Osoyoos continues to work at getting its wayward sewage treatment system under control as it progresses towards resetting the four lagoon treatment system.
The problem stems from a failure in Cell #2 of the treatment system which caused the decomposition process to stop resulting in strong odours being emitted.
The only longer-term fix is to take the failed cell offline in order for it to be drained and cleaned, before restarting the process.
In an update from the town, Rod Risling, Osoyoos’s Chief Administrative Officer told the Times Chronicle that work is progressing with the Ministry of Environment.
“They are assisting us as much as they can so we can expedite the longer-term solution. The team has been working with experts to assist the expertise that we have in-house.”
He noted that there has been some noticeable improvement in the odour situation from late last week.
“They’ve been trying some different things,” Risling said of town staff and this includes using various chemicals and also putting in some aerators.
“They are trying to make the conditions as optimal as possible, given the situation that we have.
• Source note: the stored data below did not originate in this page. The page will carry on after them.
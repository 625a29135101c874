use std::{
    cell::RefCell,
    path::{Path, PathBuf},
    rc::Rc,
};

use anyhow::{anyhow, bail, Context};
use clap::{Parser, Subcommand};
use image::{Rgba, RgbaImage};
use tincture::{
    contrast_ratio, harmony, key_patch, meets_contrast_ratio, pointer_patch, ColorHistory,
    ColorState, ColorValue, Component, Control, Format, Hsv, Key, KeyPress, Level, PickerConfig,
    Position, Scheme,
};
use tracing_subscriber::{layer::SubscriberExt, util::SubscriberInitExt};

const HUE_STRIP_HEIGHT: u32 = 24;

#[derive(Parser)]
#[command(name = "swatch")]
#[command(about = "Inspect, convert and preview colors")]
struct Cli {
    /// Picker configuration (YAML)
    #[arg(short, long, global = true)]
    config: Option<PathBuf>,

    #[command(subcommand)]
    command: Commands,
}

#[derive(Subcommand)]
enum Commands {
    /// Print a color in one or every format
    Show {
        /// Any supported color string, e.g. "#d2691e" or "oklch(63% 0.15 50)"
        color: String,

        /// Output format; prints every format when omitted
        #[arg(short, long)]
        format: Option<Format>,

        /// Print the full color value as JSON
        #[arg(long)]
        json: bool,
    },
    /// Print a color harmony built around a base color
    Harmony {
        /// Base color
        color: String,

        /// complementary, analogous, triadic, split-complementary, tetradic or monochromatic
        scheme: Scheme,
    },
    /// Print the WCAG contrast ratio between two colors
    Contrast {
        /// Foreground color
        foreground: String,

        /// Background color
        background: String,
    },
    /// Render the saturation/value area and hue strip of a color to a PNG
    Area {
        /// Color whose hue is rendered
        color: String,

        /// Output PNG file path
        #[arg(short, long, default_value = "area.png")]
        output: PathBuf,

        /// Width and height of the area in pixels
        #[arg(short, long, default_value_t = 256)]
        size: u32,
    },
    /// Replay a script of picker events and print the signals they fire
    Replay {
        /// Script file, one event per line
        script: PathBuf,
    },
}

fn main() -> anyhow::Result<()> {
    tracing_subscriber::registry()
        .with(
            tracing_subscriber::EnvFilter::try_from_default_env()
                .unwrap_or_else(|_| "swatch=info,tincture=warn".into()),
        )
        .with(tracing_subscriber::fmt::layer().without_time())
        .init();

    let cli = Cli::parse();

    let config = match &cli.config {
        Some(path) => PickerConfig::load(path)?,
        None => PickerConfig::default(),
    };

    match cli.command {
        Commands::Show {
            color,
            format,
            json,
        } => show(&color, format, json),
        Commands::Harmony { color, scheme } => run_harmony(&color, scheme, &config),
        Commands::Contrast {
            foreground,
            background,
        } => run_contrast(&foreground, &background),
        Commands::Area {
            color,
            output,
            size,
        } => render_area(&color, &output, size),
        Commands::Replay { script } => replay(&script, &config),
    }
}

fn parse(color: &str) -> anyhow::Result<ColorValue> {
    color
        .parse::<ColorValue>()
        .with_context(|| format!("could not read color argument `{color}`"))
}

fn show(color: &str, format: Option<Format>, json: bool) -> anyhow::Result<()> {
    let value = parse(color)?;

    if json {
        println!("{}", serde_json::to_string_pretty(&value)?);
        return Ok(());
    }

    match format {
        Some(format) => println!("{}", value.format(format)),
        None => {
            for format in Format::ALL {
                println!("{:<7} {}", format, value.format(format));
            }
        }
    }

    Ok(())
}

fn run_harmony(color: &str, scheme: Scheme, config: &PickerConfig) -> anyhow::Result<()> {
    let value = parse(color)?;

    for srgb in harmony(&value.rgb, scheme) {
        println!("{}", ColorValue::from_srgb(srgb).format(config.format));
    }

    Ok(())
}

fn run_contrast(foreground: &str, background: &str) -> anyhow::Result<()> {
    let (foreground, background) = (parse(foreground)?, parse(background)?);
    let ratio = contrast_ratio(&foreground.rgb, &background.rgb);

    println!("ratio   {ratio:.2}:1");
    for (label, level, large_text) in [
        ("AA", Level::Aa, false),
        ("AA+", Level::Aa, true),
        ("AAA", Level::Aaa, false),
        ("AAA+", Level::Aaa, true),
    ] {
        let verdict = if meets_contrast_ratio(ratio, level, large_text) {
            "pass"
        } else {
            "fail"
        };
        println!("{label:<7} {verdict}");
    }

    Ok(())
}

fn render_area(color: &str, output: &Path, size: u32) -> anyhow::Result<()> {
    if size < 2 {
        bail!("size must be at least 2 pixels");
    }

    let hsv = parse(color)?.hsv;
    let last = (size - 1) as Component;

    let mut img = RgbaImage::new(size, size + HUE_STRIP_HEIGHT);

    img.enumerate_pixels_mut().for_each(|(x, y, pixel)| {
        let patch = if y < size {
            pointer_patch(
                Control::Area,
                Position::new(x as Component / last, y as Component / last),
            )
        } else {
            pointer_patch(Control::Hue, Position::new(x as Component / last, 0.0))
        };

        let srgb = if y < size {
            patch.apply_to(&hsv).to_srgb()
        } else {
            // The strip shows every hue at full saturation and value.
            patch.apply_to(&Hsv::new(0.0, 100.0, 100.0, 1.0)).to_srgb()
        };

        *pixel = Rgba([
            srgb.red,
            srgb.green,
            srgb.blue,
            (srgb.alpha * 255.0).round() as u8,
        ]);
    });

    img.save(output)
        .with_context(|| format!("could not write image to {}", output.display()))?;

    tracing::info!(path = %output.display(), size, hue = hsv.hue, "Rendered area");

    Ok(())
}

/// Apply one line of a replay script to `state`.
///
/// ```text
/// set <color>
/// start | end
/// area <x> <y> | hue <x> | alpha <x>
/// key <area|hue|alpha> <left|right|up|down|home|end> [coarse]
/// ```
fn apply_event(state: &mut ColorState, line: &str, config: &PickerConfig) -> anyhow::Result<()> {
    let words: Vec<&str> = line.split_whitespace().collect();

    let number = |i: usize| -> anyhow::Result<Component> {
        words
            .get(i)
            .ok_or_else(|| anyhow!("missing argument {i}"))?
            .parse::<Component>()
            .with_context(|| format!("argument {i} is not a number"))
    };

    match words.as_slice() {
        ["set", ..] => {
            let text = line.trim_start().trim_start_matches("set").trim();
            if state.set_from_string(text).is_none() {
                tracing::warn!(text, "Ignoring color that did not parse");
            }
        }
        ["start"] => state.start_drag(),
        ["end"] => {
            state.end_drag();
        }
        ["area", _, _] => {
            let patch = pointer_patch(Control::Area, Position::new(number(1)?, number(2)?));
            state.update_from_hsv(patch);
        }
        ["hue", _] => {
            state.update_from_hsv(pointer_patch(Control::Hue, Position::new(number(1)?, 0.0)));
        }
        ["alpha", _] => {
            state.update_from_hsv(pointer_patch(Control::Alpha, Position::new(number(1)?, 0.0)));
        }
        ["key", control, key, rest @ ..] => {
            let control = match *control {
                "area" => Control::Area,
                "hue" => Control::Hue,
                "alpha" => Control::Alpha,
                other => bail!("unknown control `{other}`"),
            };
            let key = match *key {
                "left" => Key::Left,
                "right" => Key::Right,
                "up" => Key::Up,
                "down" => Key::Down,
                "home" => Key::Home,
                "end" => Key::End,
                other => bail!("unknown key `{other}`"),
            };
            let press = match rest {
                ["coarse"] => KeyPress::coarse(key),
                _ => KeyPress::new(key),
            };

            if let Some(patch) = key_patch(control, press, &state.hsv(), &config.steps) {
                state.update_from_hsv(patch);
            }
        }
        _ => bail!("unrecognized event `{line}`"),
    }

    Ok(())
}

fn replay(script: &Path, config: &PickerConfig) -> anyhow::Result<()> {
    let text = std::fs::read_to_string(script)
        .with_context(|| format!("could not read script {}", script.display()))?;

    let mut state = ColorState::from_config(config);
    let history = Rc::new(RefCell::new(ColorHistory::with_capacity(
        config.history_capacity,
    )));

    let format = config.format;
    state
        .on_change()
        .subscribe(move |value: &ColorValue| println!("change   {}", value.format(format)));

    let sink = Rc::clone(&history);
    state
        .on_change_complete()
        .subscribe(move |value: &ColorValue| {
            println!("complete {}", value.format(format));
            sink.borrow_mut().record(value);
        });

    for (number, line) in text.lines().enumerate() {
        let line = line.trim();
        if line.is_empty() || line.starts_with('#') {
            continue;
        }

        apply_event(&mut state, line, config)
            .with_context(|| format!("{}:{}", script.display(), number + 1))?;
    }

    if state.end_drag() {
        tracing::warn!("Script ended during a drag; completed it");
    }

    println!("history  {}", history.borrow().entries().join(" "));

    Ok(())
}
They’ll keep monitoring, and as the hot weather causes additional issues, we’ll have to see what happens with that.
“Unfortunately, there’s going to be issues for a while,” he added, noting that the approval process will take weeks if not months before the pond can be drained. “They’re expediting some of those approvals,” but it’s still a long-term process, he added.
A new wastewater treatment plant would cost upwards of $40 million with an annual operating cost increase of $300,000.